Painful as the content was,the musicality of the text also moved. Potent Art.

Raza Rumi said...


This was so moving and so lyrical - alas the subject matter is so sad that one quivers while writing further..
but your tribute is powerful -
please do send it to Keshav

EYE said...

absolutely moving

Raza Rumi said...

Today I read this again and the sharp pain of Keshav's death just came back. This is so so original, powerful and zabardast..
what a tribute to humanity and I loved the fact that you will not give up and un-learn the play it safe mantra.

Jeeti raho bityaa

Kits said...

It was amazing. I have goosebumps. I didn't even knw he had died. Its terrible that someone who wants to do good for society is burnt alive like this. The police r grateful it says at the end. I don't know wot to make of this!

Anonymous said...

Hi annie - such a powerful tribute to an unsung hero...Thanks for posting that. Love the blog!

(It was lovely meeting you.)


A said...

I'm glad he died, for all you know if he survived the female in question would have denied being involved in this incidence herself if this incident went into court. And keshav wld be behind bars or something.

I looked arnd this blog and read something abt blank noise but noone really mentioned or atleast i cldnt read anywhere that a lot of girls are just cowards them selves.

I have personally been in a situation where i intervened in a situation where guys were eve teasing a 20-22 year old girl and after couple off minutes os scuffle , fist fights and a crowd of 25 wanting to know "whos the bad guy" in the fite, i see the female in question is nowhere in the scene. Gone, Disappeared. Coward.

I was left looking like a maniac who likes to pick fites with goons for fun.

That kindda shit makes u wonder if these weak "i am victimised" people need to be sympathised with at all.

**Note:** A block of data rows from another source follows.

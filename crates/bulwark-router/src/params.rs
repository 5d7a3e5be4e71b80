//! Captured path variables.
//!
//! Bindings live inline for the usual handful of `{name}` segments and
//! spill to the heap beyond that.

use smallvec::SmallVec;

const INLINE_PARAMS: usize = 4;

type Pair = (String, String);

/// Path variables captured by a match, in the order they were bound.
///
/// Names are not deduplicated; [`get`](Self::get) returns the first
/// binding.
///
/// ```rust
/// use bulwark_router::Params;
///
/// let mut params = Params::new();
/// params.push("accountId", "acc-7");
/// params.push("orderId", "42");
///
/// assert_eq!(params.get("orderId"), Some("42"));
/// assert_eq!(params.get("tenant"), None);
/// ```
#[derive(Debug, Clone, PartialEq, Eq, Default)]
pub struct Params {
    inner: SmallVec<[Pair; INLINE_PARAMS]>,
}

impl Params {
    /// Creates an empty set.
    #[must_use]
    pub fn new() -> Self {
        Self::default()
    }

    /// Binds `name` to `value`.
    pub fn push(&mut self, name: impl Into<String>, value: impl Into<String>) {
        self.inner.push((name.into(), value.into()));
    }

    /// Returns the value of the first binding of `name`.
    #[must_use]
    pub fn get(&self, name: &str) -> Option<&str> {
        self.iter()
            .find_map(|(bound, value)| (bound == name).then_some(value))
    }

    /// Returns true if `name` is bound.
    #[must_use]
    pub fn contains(&self, name: &str) -> bool {
        self.get(name).is_some()
    }

    /// Returns true if nothing is bound.
    #[must_use]
    pub fn is_empty(&self) -> bool {
        self.inner.is_empty()
    }

    /// Returns the number of bindings.
    #[must_use]
    pub fn len(&self) -> usize {
        self.inner.len()
    }

    /// Iterates over `(name, value)` in binding order.
    pub fn iter(&self) -> impl Iterator<Item = (&str, &str)> {
        self.into_iter()
    }

    /// Keeps the first `len` bindings.
    ///
    /// The matcher uses this to drop bindings from a branch it backtracked
    /// out of.
    pub fn truncate(&mut self, len: usize) {
        self.inner.truncate(len);
    }

    /// Removes every binding.
    pub fn clear(&mut self) {
        self.inner.clear();
    }
}

impl<'a> IntoIterator for &'a Params {
    type Item = (&'a str, &'a str);
    type IntoIter = std::iter::Map<std::slice::Iter<'a, Pair>, fn(&'a Pair) -> (&'a str, &'a str)>;

    fn into_iter(self) -> Self::IntoIter {
        let borrow: fn(&'a Pair) -> (&'a str, &'a str) = |(name, value)| (name.as_str(), value.as_str());
        self.inner.iter().map(borrow)
    }
}

impl FromIterator<Pair> for Params {
    fn from_iter<I: IntoIterator<Item = Pair>>(iter: I) -> Self {
        Self {
            inner: iter.into_iter().collect(),
        }
    }
}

I for one wld never help a girl who doesn't try to fight for herself first.

Animesh said...

Annie: Thanks for highlighting this incident, and for the touching poem.

Am too numb to write more, but I can assure you that he is not the last guy to stand up for what is right. Whether we think it is logical or not, some of us will still choose to step up to the plate at times.